Shares in Apple dropped throughout Thursday's session as investors wiped away yesterday's gains in the tech sector. Apple, IBM, Microsoft, HP, and Intel all joined in the selling, shedding the Nasdaq's 33 point gain from Wednesday's session, dropping more than 36 points.
Concern about Citigroup ($1.02, a loss of $0.11 (-9.73%)) and GM ($1.82, down $0.38 (-17.27%)), two non-tech companies, helped set the selling mood on Wall Street. Both companies became the focus of renewed worries about their long term health.
While those two companies set the dour tone, the tech sector was knocked around, in part, after Shaw Wu suggested in a research note to clients that PC sales could be set for a pause as Windows users and companies await the release of Windows 7, which is currently expected later in 2009.

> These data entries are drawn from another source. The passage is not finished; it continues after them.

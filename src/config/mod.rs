//! Configuration module for the voice client.
//!
//! Provides `AppConfig` (top-level settings), sub-configs for each
//! controller, `AppPaths` for cross-platform directories, and TOML
//! persistence via `AppConfig::load` / `AppConfig::save`.

pub mod paths;
pub mod settings;

pub use paths::AppPaths;
pub use settings::{
    AppConfig, ConversationConfig, ConversationIdPolicy, GreetingPolicy, RecognitionConfig,
    ServerConfig, SynthesisConfig, UiConfig,
};
use std::sync::Arc;
use std::time::Duration;

use sqlx::PgPool;

use crate::core::{config::Settings, rate_limit::RateLimiter};

#[derive(Clone)]
pub(crate) struct AppState {
    inner: Arc<InnerState>,
}

struct InnerState {
    settings: Settings,
    db: PgPool,
    auth_limiter: RateLimiter,
}

impl AppState {
    pub(crate) fn new(settings: Settings, db: PgPool) -> Self {
        let auth_limiter = RateLimiter::new(
            settings.security().auth_rate_limit,
            Duration::from_secs(settings.security().auth_rate_window_seconds),
        );
        Self { inner: Arc::new(InnerState { settings, db, auth_limiter }) }
    }

    pub(crate) fn settings(&self) -> &Settings {
        &self.inner.settings
    }

    pub(crate) fn db(&self) -> &PgPool {
        &self.inner.db
    }

    pub(crate) fn auth_limiter(&self) -> &RateLimiter {
        &self.inner.auth_limiter
    }
}
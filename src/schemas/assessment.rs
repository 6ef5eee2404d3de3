use serde::{Deserialize, Serialize};
use validator::Validate;

use crate::core::time::format_primitive;
use crate::db::models::{Assessment, AnswerKey, KeyAnswer};

#[derive(Debug, Clone, Deserialize, Serialize)]
pub(crate) struct QuestionInput {
    pub(crate) number: i32,
    pub(crate) subject: String,
}

#[derive(Debug, Deserialize, Validate)]
pub(crate) struct AssessmentCreate {
    #[validate(length(min = 1, max = 200))]
    pub(crate) name: String,
    #[serde(alias = "questionCount")]
    pub(crate) question_count: i32,
    pub(crate) questions: Vec<QuestionInput>,
}

#[derive(Debug, Deserialize, Validate)]
pub(crate) struct AssessmentFromBank {
    #[validate(length(min = 1, max = 200))]
    pub(crate) name: String,
    #[serde(alias = "questionIds")]
    pub(crate) question_ids: Vec<String>,
}

#[derive(Debug, Clone, Deserialize, Serialize)]
pub(crate) struct KeyAnswerInput {
    #[serde(alias = "questionNumber")]
    pub(crate) question_number: i32,
    #[serde(alias = "correctAnswer")]
    pub(crate) correct_answer: String,
}

#[derive(Debug, Deserialize)]
pub(crate) struct AnswerKeyCreate {
    #[serde(alias = "assessmentId")]
    pub(crate) assessment_id: String,
    pub(crate) answers: Vec<KeyAnswerInput>,
}

#[derive(Debug, Serialize)]
pub(crate) struct AssessmentResponse {
    pub(crate) id: String,
    pub(crate) name: String,
    pub(crate) question_count: i32,
    pub(crate) questions: Vec<QuestionInput>,
    pub(crate) created_at: String,
}

impl AssessmentResponse {
    pub(crate) fn from_db(assessment: Assessment) -> Self {
        Self {
            id: assessment.id,
            name: assessment.name,
            question_count: assessment.question_count,
            questions: assessment
                .questions
                .0
                .into_iter()
                .map(|question| QuestionInput {
                    number: question.number,
                    subject: question.subject,
                })
                .collect(),
            created_at: format_primitive(assessment.created_at),
        }
    }
}

#[derive(Debug, Serialize)]
pub(crate) struct AnswerKeyResponse {
    pub(crate) id: String,
    pub(crate) assessment_id: String,
    pub(crate) answers: Vec<KeyAnswer>,
    pub(crate) created_at: String,
}

impl AnswerKeyResponse {
    pub(crate) fn from_db(key: AnswerKey) -> Self {
        Self {
            id: key.id,
            assessment_id: key.assessment_id,
            answers: key.answers.0,
            created_at: format_primitive(key.created_at),
        }
    }
}

#[derive(Debug, Serialize)]
pub(crate) struct AssessmentWithKeyResponse {
    pub(crate) assessment: AssessmentResponse,
    pub(crate) answer_key: AnswerKeyResponse,
}

/// Dashboard payload. Key and submissions are only populated for teachers;
/// students get the assessment shape alone.
#[derive(Debug, Serialize)]
pub(crate) struct AllDataResponse {
    pub(crate) assessment: Option<AssessmentResponse>,
    pub(crate) answer_key: Option<Vec<KeyAnswer>>,
    pub(crate) submissions: Vec<crate::schemas::submission::SubmissionResponse>,
}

Marketwatch reported that he also noted that the release of Windows 7 could become a buying catalyst, but that either way, the computer industry was in for a hit this year.
Google was also sent into negative territory after an analyst cut the search leader's estimates for 2009 and 2010. Google is trading at $306.00, down $12.92 (-4.05%).
In the meanwhile, no news is not necessarily good news for Apple, as the company's stock dipped to $89.43, losing $1.74 (-1.91%), erasing most, but not all, of Wednesday gains. There were no analyst comments or other Apple-related news sparking the drop, and the company was merely caught up in the general tech sector malaise.
Indeed, the closest thing to Apple news that is likely to be of concern to investors was the news that the company is well ahead of all of its rivals in terms of inventory management, an issue that affects cash flow and profitability.
The Nasdaq is currently at 1,317.50, off by 36.24 (-2.68%), the S&P 500 is at 687.25, down 25.62 (-3.59%), and the Dow slipped to 6,645.26, down 230.58 (-3.35%).
*In the interest of full disclosure, the author holds a small share in AAPL stock that was not an influence in the creation of this article.